2 years: We start typical letter recognition activities – alphabet magnets on the refrigerator, flashcards, alphabet matching file folder games. Matching games of all kinds are appropriate for this season of a child’s learning. Learning to match one item to another lays the foundation for recognizing and recalling letters.
2-3 years: We start teaching the sounds that accompany each letter. Flashcards are useful for this purpose as we use the typical C, /c/ cat script. This is where the real fun begins. The first words all our children have learned to read are the names of the different members of the family. These words are the most relevant and often used in our home, so it’s a natural that our little ones are highly motivated to learn to read each one.
I usually write the names out on flashcards and sit the child in my lap and read each card to them. I point out the first and last letters. We recently bought magnetic pocket charts that we hang on our metal doors (a refrigerator works too), and I have two copies of each name. The child uses the pocket charts with one card for each name to match the other set of cards to. It usually takes a week or two before the child can “read” the cards for themselves. This is a very fun stage of learning to read, and our children are always delighted with themselves when they can master the name cards. After they master the matching, they can usually start matching the name to the correct picture. (This type of reading is sight reading, not sounding out the words.)
3-4 years: This is usually when we start word families with 3-letter words. We start with “at” and we teach our child how to read “at” starting with the /a/ sound and ending with the /t/ sound. Then we show them a list of all the one-syllable words that end with at. Placing our finger over our child’s finger and placing it under each letter as we pronounce it helps teach the child how to blend and the left to right progressive eye movement required for reading. This process is taught in the popular Teach Your Child to Read in 100 Easy Lessons (the DISTAR approach).
Next comes the rest of the word family. Placing “at” at the top of an index card, I list all the one-syllable words that end with “at.” I place my finger under the first letter of the next word and sound out the word moving my finger as the word progresses. I read through the list in that manner and then return to the word “at” at the top of the card and tell the child, “Your turn,” as I place my finger over theirs to guide them in sounding out the word. Keeping all the words covered except the word they are reading helps keep their concentration. If they get stuck, I sound out the word slowly and they usually recognize it and say it all together as one word. Bingo!
Occasionally I have had a child who struggles at this stage, and I find it helpful to only work on a few words at a time or even only put “at” and one word ending in “at” on each index card.
Anybody heard of Bob Books? We LOVE Bob Books, and this is the stage our children start reading them. Actually being able to read through a real book (still with help) is a great motivator and reward as these little ones make progress.
4 years: This is where we start our word family word wall. I make a set of 3-letter word family flashcards and have my child read through the stack, starting with the flashcard for the last two letters (at). For word families that end with two letters that are not really a word (ot), I make a card for the ending but it doesn’t go on our word wall since it is not a real word.

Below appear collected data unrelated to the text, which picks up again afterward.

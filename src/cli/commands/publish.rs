//! Publish command implementation
//!
//! This module implements the `publish` command: read an issue thread,
//! redact private spans, replicate attachments and publish the result.

use crate::config::{load_config_unvalidated, MirrorConfig};
use crate::core::pipeline::{PublishCoordinator, PublishOutcome, RunSummary};
use crate::domain::RepoSlug;
use crate::log_error_with_context;
use clap::Args;

/// Arguments for the publish command
#[derive(Args, Debug)]
pub struct PublishArgs {
    /// Dry run mode - write assets locally and print instead of publishing
    #[arg(long)]
    pub dry_run: bool,

    /// Override the source issue number
    #[arg(long, value_name = "N")]
    pub issue: Option<u64>,

    /// Override the source repository (owner/repo)
    #[arg(long, value_name = "OWNER/REPO")]
    pub repository: Option<String>,
}

impl PublishArgs {
    /// Execute the publish command
    pub async fn execute(&self, config_path: &str) -> anyhow::Result<i32> {
        tracing::info!("Starting publish command");

        let mut config = match load_config_unvalidated(config_path) {
            Ok(c) => c,
            Err(e) => {
                log_error_with_context!(e, "Failed to load configuration");
                eprintln!("Failed to load configuration: {e}");
                return Ok(2);
            }
        };

        if let Err(e) = self.apply_overrides(&mut config) {
            tracing::error!(error = %e, "Invalid command line override");
            eprintln!("{e}");
            return Ok(2);
        }

        // Validate configuration
        if let Err(e) = config.validate() {
            tracing::error!(error = %e, "Configuration validation failed");
            eprintln!("Configuration validation failed: {e}");
            return Ok(2); // Configuration error exit code
        }

        if config.application.dry_run {
            tracing::info!("Dry run mode enabled - nothing will be published");
            println!("🔍 DRY RUN MODE - assets go to {}", config.assets.local_output_dir);
            println!();
        }

        let fail_if_skip = config.publish.fail_if_skip;
        let coordinator = match PublishCoordinator::new(config) {
            Ok(c) => c,
            Err(e) => {
                log_error_with_context!(e, "Failed to create publish coordinator");
                eprintln!("Failed to initialize publish: {e}");
                return Ok(if e.is_configuration() { 2 } else { 1 });
            }
        };

        println!("🚀 Starting publish...");
        println!();

        let summary = match coordinator.execute().await {
            Ok(s) => s,
            Err(e) => {
                log_error_with_context!(e, "Publish failed");
                eprintln!("❌ Publish failed: {e}");
                return Ok(if e.is_configuration() { 2 } else { 1 });
            }
        };

        print_summary(&summary);
        Ok(exit_code(&summary, fail_if_skip))
    }

    /// Applies command line overrides on top of the loaded configuration
    fn apply_overrides(&self, config: &mut MirrorConfig) -> Result<(), String> {
        if self.dry_run {
            tracing::info!("Enabling dry-run mode from CLI");
            config.application.dry_run = true;
        }

        if let Some(issue) = self.issue {
            tracing::info!(issue = issue, "Overriding source issue from CLI");
            config.source.issue_number = Some(issue);
        }

        if let Some(repository) = &self.repository {
            let slug: RepoSlug = repository
                .parse()
                .map_err(|e| format!("Invalid --repository: {e}"))?;
            tracing::info!(repository = %slug, "Overriding source repository from CLI");
            config.source.repository = Some(slug);
        }

        Ok(())
    }
}

/// 0 unless publication was skipped and `publish.fail_if_skip` is set
fn exit_code(summary: &RunSummary, fail_if_skip: bool) -> i32 {
    if fail_if_skip && summary.is_skipped() {
        tracing::error!("Publication was skipped and publish.fail_if_skip is set");
        eprintln!("❌ Publication was skipped");
        1
    } else {
        0
    }
}

fn print_summary(summary: &RunSummary) {
    println!();
    println!("📊 Publish Summary:");
    println!("  Documents: {}", summary.documents);
    println!("  Private spans: {}", summary.private_spans);
    println!("  Attachments fetched: {}", summary.attachments.fetched);
    println!("  Assets published: {}", summary.attachments.published);
    println!("  Assets reused: {}", summary.attachments.reused);
    println!("  Already replicated: {}", summary.attachments.skipped);
    println!(
        "  Reference table: {}",
        if summary.references_published {
            "published"
        } else {
            "none"
        }
    );
    println!("  Duration: {:.2}s", summary.duration.as_secs_f64());
    println!();

    match &summary.outcome {
        Some(PublishOutcome::Committed { path, revision }) => {
            println!("✅ Committed {path} ({revision})");
        }
        Some(PublishOutcome::Commented { target, url }) => match url {
            Some(url) => println!("✅ Commented on {target}: {url}"),
            None => println!("✅ Commented on {target}"),
        },
        Some(PublishOutcome::Printed) => println!("✅ Dry run completed!"),
        Some(PublishOutcome::Skipped) => println!("⚠️  Document was empty, nothing published"),
        None => println!("✅ Publish completed!"),
    }
}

For every card they can read without help, they get a Smartie (candy) and the word goes on the wall. I make a column for each word ending, and we practice reading it daily. The words that were not added to the wall are reviewed daily as well and are attempted at the next flashcard session.
We’re still reading the Bob books at this point, but this is where our children start mastering them.
Printable word wheels like the free ones over at http://superteacherworksheets.com/phonics-word-wheels.html are a fun way to change up the drill portion of this stage.
http://www.shop.montessoriprintshop.com/Word-Wheels-Set-1-LF-104.htm and http://kayleeseducationalstudio.weebly.com/phonics-word-wheels.html and http://www.enchantedlearning.com/wordwheels/rhymingwords/at/ have complete sets of word wheels, but you guessed it, you’ve got to pay for them.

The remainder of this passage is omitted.